Companies that aren’t growing their earnings can still be valuable, but it is even more important to assess the sustainability of the dividend if it looks like the company will struggle to grow. If business enters a downturn and the dividend is cut, the company could see its value fall precipitously. With that in mind, we’re not enthused to see that Auswide Bank’s earnings per share have remained effectively flat over the past five years. It’s better than seeing them drop, certainly, but over the long term, all of the best dividend stocks are able to meaningfully grow their earnings per share.
The main way most investors will assess a company’s dividend prospects is by checking the historical rate of dividend growth. Auswide Bank has seen its dividend decline 5.8% per annum on average over the past ten years, which is not great to see.

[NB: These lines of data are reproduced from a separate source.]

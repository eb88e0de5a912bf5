//! Error types for CLI commands

use std::path::PathBuf;
use thiserror::Error;

/// Errors that can occur during command execution
#[non_exhaustive]
#[derive(Error, Debug)]
pub enum CommandError {
    /// A path given on the command line is outside the destination directory
    #[error("Path {} is not under destination directory {}", path.display(), dest_dir.display())]
    PathNotUnderDestination {
        /// The offending path
        path: PathBuf,
        /// The destination directory
        dest_dir: PathBuf,
    },

    /// Some entries failed under `--keep-going`
    #[error("Apply failed: {failed} out of {total} entries")]
    ApplyFailed {
        /// Number of entries that failed
        failed: usize,
        /// Number of entries attempted
        total: usize,
    },

    /// Unknown value for `--format`
    #[error("Unknown format: {0}")]
    UnknownFormat(String),

    /// Engine error
    #[error(transparent)]
    Engine(#[from] hearth_engine::Error),

    /// Configuration error
    #[error(transparent)]
    Config(#[from] hearth_config::Error),

    /// IO error
    #[error("IO error: {0}")]
    Io(#[from] std::io::Error),

    /// Anything else
    #[error(transparent)]
    Other(#[from] anyhow::Error),
}

impl From<hearth_core::Error> for CommandError {
    fn from(err: hearth_core::Error) -> Self {
        Self::Engine(err.into())
    }
}

/// Result type alias for command operations
pub type Result<T> = std::result::Result<T, CommandError>;
//! Summaries printed after an apply

use hearth_engine::ApplyReport;
use owo_colors::OwoColorize;

/// One-line summary of an apply, plus one line per failure
pub fn print_summary(report: &ApplyReport, dry_run: bool) {
    let applied = report.applied.len();
    let failed = report.errors.len();

    if dry_run {
        println!(
            "{} {} would be applied",
            "●".bright_green(),
            applied.to_string().bright_white().bold()
        );
    } else if failed > 0 {
        println!(
            "{} {} applied | {} {} failed",
            "●".bright_green(),
            applied.to_string().bright_green().bold(),
            "●".bright_red(),
            failed.to_string().bright_red().bold(),
        );
    } else {
        println!(
            "{} {} applied",
            "●".bright_green(),
            applied.to_string().bright_green().bold()
        );
    }

    if !report.skipped.is_empty() {
        println!("  {}", format!("{} skipped", report.skipped.len()).dimmed());
    }
    for (target, err) in &report.errors {
        println!("  {} {target}: {err}", "✗".bright_red());
    }
}
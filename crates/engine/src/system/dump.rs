//! A sink that records the target state as data

use super::{Cmd, FileInfo, RealSystem, System, display_rel, not_found, unsupported};
use crate::error::{Error, Result};
use hearth_core::path::{AbsPath, RelPath};
use serde::Serialize;
use std::cell::RefCell;
use std::collections::BTreeMap;

/// One recorded entry
#[derive(Debug, Clone, PartialEq, Eq, Serialize)]
#[serde(tag = "type", rename_all = "lowercase")]
pub enum DumpEntry {
    /// A directory
    Dir {
        /// Target name
        name: String,
        /// Permission bits
        perm: u32,
    },
    /// A regular file
    File {
        /// Target name
        name: String,
        /// Contents, lossily decoded as UTF-8
        contents: String,
        /// Permission bits
        perm: u32,
    },
    /// A script that would be run
    Script {
        /// Target name
        name: String,
        /// Script body
        contents: String,
    },
    /// A symbolic link
    Symlink {
        /// Target name
        name: String,
        /// Link target
        linkname: String,
    },
}

/// Collects every write into a map keyed by path relative to `dir`
///
/// Reads find nothing, so an apply against a dump records the complete
/// target state. Writing the same path twice is an error.
#[derive(Debug)]
pub struct DumpSystem {
    dir: AbsPath,
    entries: RefCell<BTreeMap<String, DumpEntry>>,
}

impl DumpSystem {
    /// An empty dump rooted at `dir`
    pub fn new(dir: AbsPath) -> Self {
        DumpSystem {
            dir,
            entries: RefCell::new(BTreeMap::new()),
        }
    }

    /// The recorded entries, sorted by name
    pub fn into_entries(self) -> BTreeMap<String, DumpEntry> {
        self.entries.into_inner()
    }

    fn insert(&self, path: &AbsPath, make: impl FnOnce(String) -> DumpEntry) -> Result<()> {
        let name = display_rel(path, &self.dir);
        let mut entries = self.entries.borrow_mut();
        if entries.contains_key(&name) {
            return Err(Error::FileWrite {
                path: path.clone(),
                source: std::io::Error::from(std::io::ErrorKind::AlreadyExists),
            });
        }
        entries.insert(name.clone(), make(name));
        Ok(())
    }
}

impl System for DumpSystem {
    fn chmod(&self, path: &AbsPath, perm: u32) -> Result<()> {
        let name = display_rel(path, &self.dir);
        match self.entries.borrow_mut().get_mut(&name) {
            Some(DumpEntry::Dir { perm: p, .. } | DumpEntry::File { perm: p, .. }) => {
                *p = perm;
                Ok(())
            }
            _ => Err(not_found(path)),
        }
    }

    fn glob(&self, _base: &AbsPath, _pattern: &str) -> Result<Vec<AbsPath>> {
        Ok(Vec::new())
    }

    fn lstat(&self, path: &AbsPath) -> Result<FileInfo> {
        Err(not_found(path))
    }

    fn stat(&self, path: &AbsPath) -> Result<FileInfo> {
        Err(not_found(path))
    }

    fn mkdir(&self, path: &AbsPath, perm: u32) -> Result<()> {
        self.insert(path, |name| DumpEntry::Dir { name, perm })
    }

    fn read_dir(&self, path: &AbsPath) -> Result<Vec<FileInfo>> {
        Err(not_found(path))
    }

    fn read_file(&self, path: &AbsPath) -> Result<Vec<u8>> {
        Err(not_found(path))
    }

    fn readlink(&self, path: &AbsPath) -> Result<String> {
        Err(not_found(path))
    }

    fn remove(&self, _path: &AbsPath) -> Result<()> {
        Ok(())
    }

    fn remove_all(&self, _path: &AbsPath) -> Result<()> {
        Ok(())
    }

    fn rename(&self, old: &AbsPath, _new: &AbsPath) -> Result<()> {
        Err(unsupported("rename", old))
    }

    fn run_cmd(&self, cmd: &Cmd) -> Result<()> {
        Err(unsupported("run command in", cmd.dir.as_ref().unwrap_or(&self.dir)))
    }

    fn idempotent_cmd_output(&self, cmd: &Cmd) -> Result<Vec<u8>> {
        RealSystem.idempotent_cmd_output(cmd)
    }

    fn run_script(&self, name: &RelPath, _dir: &AbsPath, data: &[u8]) -> Result<()> {
        self.insert(&self.dir.join(name), |name| DumpEntry::Script {
            name,
            contents: String::from_utf8_lossy(data).into_owned(),
        })
    }

    fn write_file(&self, path: &AbsPath, data: &[u8], perm: u32) -> Result<()> {
        self.insert(path, |name| DumpEntry::File {
            name,
            contents: String::from_utf8_lossy(data).into_owned(),
            perm,
        })
    }

    fn write_symlink(&self, oldname: &str, newname: &AbsPath) -> Result<()> {
        self.insert(newname, |name| DumpEntry::Symlink {
            name,
            linkname: oldname.to_string(),
        })
    }
}
//! Include/exclude glob pattern sets
//!
//! `.chezmoiignore` and `.chezmoiremove` compile into a [`PatternSet`].
//! Lines are include patterns; lines starting with `!` are exclude patterns.
//! Exclusion always wins over inclusion.
//!
//! Patterns use `/` separators. `*` does not cross a separator; `**` matches
//! any number of path components.
//!
//! # Examples
//!
//! ```
//! use hearth_engine::patterns::{PatternMatch, PatternSet};
//!
//! # fn main() -> Result<(), Box<dyn std::error::Error>> {
//! let mut set = PatternSet::new();
//! set.add(".config/**", true)?;
//! set.add(".config/keep", false)?;
//! assert_eq!(set.matches(".config/a/b"), PatternMatch::Include);
//! assert_eq!(set.matches(".config/keep"), PatternMatch::Exclude);
//! assert_eq!(set.matches(".bashrc"), PatternMatch::Exclude);
//! # Ok(())
//! # }
//! ```

use crate::error::{Error, Result};
use crate::system::System;
use glob::{MatchOptions, Pattern};
use hearth_core::path::{AbsPath, RelPath};
use std::collections::BTreeSet;

const MATCH_OPTIONS: MatchOptions = MatchOptions {
    case_sensitive: true,
    require_literal_separator: true,
    require_literal_leading_dot: false,
};

/// Outcome of matching a path against a [`PatternSet`]
#[derive(Debug, Clone, Copy, PartialEq, Eq)]
pub enum PatternMatch {
    /// Matched an include pattern, or only exclude patterns exist
    Include,
    /// Matched nothing and both kinds of pattern exist, or none do
    Unknown,
    /// Matched an exclude pattern, or only include patterns exist
    Exclude,
}

/// A set of include and exclude glob patterns
#[derive(Debug, Clone, Default)]
pub struct PatternSet {
    includes: Vec<Pattern>,
    excludes: Vec<Pattern>,
}

impl PatternSet {
    /// An empty set
    pub fn new() -> Self {
        Self::default()
    }

    /// Add a pattern
    pub fn add(&mut self, pattern: &str, include: bool) -> Result<()> {
        let compiled = Pattern::new(pattern).map_err(|e| Error::InvalidPattern {
            pattern: pattern.to_string(),
            message: e.msg.to_string(),
        })?;
        let patterns = if include {
            &mut self.includes
        } else {
            &mut self.excludes
        };
        if !patterns.iter().any(|p| p.as_str() == pattern) {
            patterns.push(compiled);
        }
        Ok(())
    }

    /// Whether no patterns have been added
    pub fn is_empty(&self) -> bool {
        self.includes.is_empty() && self.excludes.is_empty()
    }

    /// Match a slash-separated relative path
    pub fn matches(&self, name: &str) -> PatternMatch {
        if self.excludes.iter().any(|p| p.matches_with(name, MATCH_OPTIONS)) {
            return PatternMatch::Exclude;
        }
        if self.includes.iter().any(|p| p.matches_with(name, MATCH_OPTIONS)) {
            return PatternMatch::Include;
        }
        match (self.includes.is_empty(), self.excludes.is_empty()) {
            (false, true) => PatternMatch::Exclude,
            (true, false) => PatternMatch::Include,
            _ => PatternMatch::Unknown,
        }
    }

    /// Whether `name` matches an include pattern and no exclude pattern
    ///
    /// Unlike [`matches`](Self::matches), a set holding only exclude
    /// patterns includes nothing.
    pub fn includes(&self, name: &str) -> bool {
        !self.excludes.iter().any(|p| p.matches_with(name, MATCH_OPTIONS))
            && self.includes.iter().any(|p| p.matches_with(name, MATCH_OPTIONS))
    }

    /// Expand the include patterns under `base` through `system`
    ///
    /// Matches of any exclude pattern are dropped. Results are relative to
    /// `base` and sorted.
    pub fn glob(&self, system: &dyn System, base: &AbsPath) -> Result<Vec<RelPath>> {
        let mut matches = BTreeSet::new();
        for include in &self.includes {
            for found in system.glob(base, include.as_str())? {
                let rel = found.strip_prefix(base)?;
                if !self
                    .excludes
                    .iter()
                    .any(|p| p.matches_with(rel.as_str(), MATCH_OPTIONS))
                {
                    matches.insert(rel);
                }
            }
        }
        Ok(matches.into_iter().collect())
    }
}

/// Match a single pattern against a slash-separated path
pub(crate) fn glob_match(pattern: &Pattern, name: &str) -> bool {
    pattern.matches_with(name, MATCH_OPTIONS)
}
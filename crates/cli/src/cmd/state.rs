//! State command implementation
//!
//! Inspect and edit the persistent state.

use clap::Subcommand;
use hearth_engine::persistent;
use std::io::Write;

use crate::cmd::dump::output_format;
use crate::command::Command;
use crate::common::RuntimeContext;
use crate::error::Result;

/// Manage the persistent state
#[derive(Debug, Clone, Subcommand)]
pub enum StateCommand {
    /// Print every bucket
    Dump {
        /// Output format: json, toml or yaml
        #[arg(short, long, default_value = "json")]
        format: String,
    },

    /// Delete one bucket, such as `scriptState` to rerun once scripts
    DeleteBucket {
        /// Bucket name
        #[arg(long)]
        bucket: String,
    },
}

impl StateCommand {
    /// The serialized state for `state dump`
    pub fn render_dump(context: &RuntimeContext, format: &str) -> Result<Vec<u8>> {
        let format = output_format(format)?;
        let state = context.snapshot_state()?;
        let value = persistent::dump(&*state)?;
        Ok(format.marshal(&value)?)
    }
}

impl Command for StateCommand {
    type Output = ();

    fn execute(&self, context: &RuntimeContext) -> Result<()> {
        match self {
            StateCommand::Dump { format } => {
                let out = Self::render_dump(context, format)?;
                std::io::stdout().lock().write_all(&out)?;
            }
            StateCommand::DeleteBucket { bucket } => {
                let state = context.open_state()?;
                state.delete_bucket(bucket)?;
                tracing::info!(%bucket, "deleted bucket");
            }
        }
        Ok(())
    }
}
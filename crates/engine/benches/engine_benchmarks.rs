//! Benchmarks for engine hot paths
//!
//! - Source name decoding and encoding (every file in the source tree)
//! - Autotemplating (`add --autotemplate`)
//! - Path joins

use criterion::{BenchmarkId, Criterion, black_box, criterion_group, criterion_main};
use hearth_engine::attr::{DirAttr, FileAttr};
use hearth_engine::autotemplate::auto_template;

/// Benchmark source name decoding, the hot path of reading the source state
fn bench_attribute_parsing(c: &mut Criterion) {
    let files = [
        "dot_bashrc",
        "private_readonly_dot_netrc",
        "executable_dot_local_bin_tool",
        "encrypted_private_dot_token.age",
        "create_dot_hushlogin",
        "modify_dot_gitconfig.tmpl",
        "run_once_before_10-install.sh.tmpl",
        "symlink_dot_vimrc",
        "literal_dot_literal",
    ];
    let dirs = ["dot_config", "exact_private_dot_ssh", "remove_dot_old"];

    c.bench_function("file_attr_parse", |b| {
        b.iter(|| {
            for name in &files {
                black_box(FileAttr::parse(black_box(name), ".age"));
            }
        });
    });

    c.bench_function("dir_attr_parse", |b| {
        b.iter(|| {
            for name in &dirs {
                black_box(DirAttr::parse(black_box(name)));
            }
        });
    });

    let parsed: Vec<FileAttr> = files.iter().map(|name| FileAttr::parse(name, ".age")).collect();
    c.bench_function("file_attr_encode", |b| {
        b.iter(|| {
            for attr in &parsed {
                black_box(attr.source_name(".age"));
            }
        });
    });
}

/// Benchmark autotemplating against growing data sets
fn bench_autotemplate(c: &mut Criterion) {
    let mut group = c.benchmark_group("autotemplate");

    for size in &[4usize, 32, 128] {
        let mut data = serde_json::Map::new();
        for i in 0..*size {
            data.insert(format!("key{i}"), serde_json::Value::String(format!("value-number-{i}")));
        }
        let data = serde_json::json!({ "user": data });
        let contents = (0..*size)
            .map(|i| format!("setting{i} = value-number-{i}\n"))
            .collect::<String>();

        group.bench_with_input(BenchmarkId::from_parameter(size), &contents, |b, contents| {
            b.iter(|| black_box(auto_template(black_box(contents), &data)));
        });
    }

    group.finish();
}

/// Benchmark path operations (very hot path)
fn bench_path_operations(c: &mut Criterion) {
    use hearth_engine::{AbsPath, RelPath};

    let base = AbsPath::new("/home/user/.local/share/chezmoi".into()).expect("Failed to create AbsPath");
    let rel = RelPath::new(".config/nvim/init.lua").expect("Failed to create RelPath");

    c.bench_function("path_join", |b| {
        b.iter(|| {
            let joined = black_box(&base).join(black_box(&rel));
            black_box(joined)
        });
    });
}

// Allow missing docs for criterion-generated code
#[allow(missing_docs)]
#[allow(clippy::wildcard_imports)]
mod bench_groups {
    use super::*;

    criterion_group!(benches, bench_attribute_parsing, bench_autotemplate, bench_path_operations,);
}

criterion_main!(bench_groups::benches);
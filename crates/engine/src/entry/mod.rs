//! The entry model
//!
//! - [`SourceStateEntry`]: what the source tree says about a target path
//! - [`TargetStateEntry`]: the resolved desired state of that path
//! - [`ActualStateEntry`]: what currently exists there
//!
//! Applying an entry turns the actual state into the target state through
//! a [`System`](crate::system::System).

mod actual;
mod source;
mod target;

pub use actual::ActualStateEntry;
pub use source::SourceStateEntry;
pub use target::TargetStateEntry;

pub(crate) use target::is_empty;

Has Auswide Bank got what it takes to maintain its dividend payments? Auswide Bank’s earnings are effectively flat over recent years, even as the company pays out more than half of its earnings to shareholders as dividends. In sum this is a middling combination, and we find it hard to get excited about the company from a dividend perspective.
Curious what other investors think of Auswide Bank? See what analysts are forecasting, with this visualisation of its historical and future estimated earnings and cash flow.
We wouldn’t recommend just buying the first dividend stock you see, though. Here’s a list of interesting dividend stocks with a greater than 2% yield and an upcoming dividend.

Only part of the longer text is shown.